- [WHAT THE EXERCISE ASKS]: Present the following data again exactly as it is shown.

[[ SUPPLIED MATERIAL open ]]

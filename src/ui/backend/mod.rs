//! Rendering surfaces.
//!
//! The trait mirrors the host page contract: one results container that can be
//! shown or hidden, plus two child containers that receive element trees.

use crate::ui::core::element::Element;

#[derive(Clone, Copy, Debug, PartialEq, Eq, Hash)]
pub enum Container {
    ResultsList,
    Pagination,
}

pub trait ResultsSurface {
    fn has_element(&self, id: &str) -> bool;

    fn set_visible(&mut self, visible: bool);

    fn clear(&mut self, container: Container);

    fn append(&mut self, container: Container, element: Element);
}

pub mod html;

[[ SUPPLIED MATERIAL closed ]]

- [TASK OUTPUT]:
filename src/ui/backend/mod.rs
//! Rendering surfaces.
//!
//! The trait mirrors the host page contract: one results container that can be
//! shown or hidden, plus two child containers that receive element trees.

use crate::ui::core::element::Element;

#[derive(Clone, Copy, Debug, PartialEq, Eq, Hash)]
pub enum Container {
    ResultsList,
    Pagination,
}

pub trait ResultsSurface {
    fn has_element(&self, id: &str) -> bool;

    fn set_visible(&mut self, visible: bool);

    fn clear(&mut self, container: Container);

    fn append(&mut self, container: Container, element: Element);
}

pub mod html;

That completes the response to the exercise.